The office I was hired into is a brand new entity, due to the much-appreciated fickleness of the American populous. Setting up the office was done with all the thought and organization of dorm move-in, except the furniture all matches. Something I have noticed is that the Federal Government loves marking its territory even more than dogs do. Whatever it is, it needs a seal. Letterhead is stamped with the name of the appropriate office, and a seal. Rugs are plastered with a big eagle for people to wipe their feet on. Letter openers are embossed in gold, with a seal. Even the trash can in the bathroom has a bird with a big circle around it and letters proudly proclaiming: “US House of Representatives.”

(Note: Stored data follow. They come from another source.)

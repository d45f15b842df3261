mod api;
mod config;
mod error;
mod output;

use std::process::exit;

use anyhow::Result;

use api::{ApiClient, HttpTransport};
use config::Config;

#[tokio::main]
async fn main() {
    if let Err(e) = run().await {
        eprintln!("ERROR: {}", e);
        exit(1);
    }
}

async fn run() -> Result<()> {
    let config = Config::from_cli()?;
    let output_path = config.output.clone();

    let client = ApiClient::new(config, HttpTransport::new());
    let code = client.generate().await?;

    output::write_code(&output_path, &code)?;
    println!("Go code written to {}", output_path.display());
    Ok(())
}
use std::path::PathBuf;

use thiserror::Error;

/// Everything that can go wrong between parsing the arguments and
/// writing the output file. All of these are fatal; `main` prints the
/// message and exits non-zero.
#[derive(Debug, Error)]
pub enum Error {
    #[error("API key must be provided via --key or the OPENAI_API_KEY environment variable")]
    MissingApiKey,

    #[error("Failed to serialize request body: {0}")]
    Serialize(serde_json::Error),

    #[error("HTTP request failed: {0}")]
    Network(#[from] reqwest::Error),

    /// Non-success status from the API; the raw response body is kept
    /// verbatim so the remote error detail survives to the user.
    #[error("API request failed with status {status}: {body}")]
    Api {
        status: reqwest::StatusCode,
        body: String,
    },

    #[error("Failed to decode response: {0}")]
    Decode(serde_json::Error),

    #[error("No choices returned")]
    NoChoices,

    #[error("Failed to write {}: {source}", path.display())]
    WriteFile {
        path: PathBuf,
        source: std::io::Error,
    },
}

They put me in charge of the computers. Considering my alarm clock literacy and the fact that my grandmother passed me in email proficiency years ago, this may not have been the best decision. But government employees need no legal qualifications- only a title. My coworkers were told that I am the “Systems Administrator,” so each day they come to my desk and request my attention for operating or programming problem. I stop desperately struggling with my own machine, and follow them to their's. “You see, when I move the mouse, nothing happens.” They say, showing me the blank screen. I give them a bewildered look and explain this is a problem beyond my expertise and promise to call a technician to come look at the problem. A few hours later, after I’ve desperately plead my case to the voicemail of every techie I know, the person comes back to my desk and says thanks, but they figured it out. “Oh really? What was the problem?” “The power wasn’t on.”

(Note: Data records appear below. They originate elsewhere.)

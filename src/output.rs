use std::fs;
use std::path::Path;

use crate::error::Error;

/// Writes the generated code to `path` with a single trailing newline,
/// creating or truncating the file. Permissions are the platform
/// defaults for a fresh file (0644 under the usual umask).
pub fn write_code(path: &Path, code: &str) -> Result<(), Error> {
    fs::write(path, format!("{}\n", code)).map_err(|source| Error::WriteFile {
        path: path.to_path_buf(),
        source,
    })
}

I meet new people every day. This was something I was a bit nervous about being as I can never remember names or anything about anyone, but here in our nation’s capitol, they simplify things for you. People proudly bear their entire belief system on their lapel. Do you love the president, think terrorism is bad, and believe we should send vast fighting forces to the Middle East and France? A small American flag conveys that message swiftly. Are you desperately trying to spend more federal dollars fighting AIDS in remote island countries? A properly colored ribbon on your left breast will do smartly. Do you want abortion doctors to be tarred and feathered? Silver footprints claimed to be the size of baby’s feet at x weeks after conception will do. There is a lapel pin for each strain of political thought and people proclaim their innermost cares on their collar. Lapel Pin Manufacturers have neglected no opinion. When they bring around their silver on velvet depiction of anarchy, I’ll snatch a handful.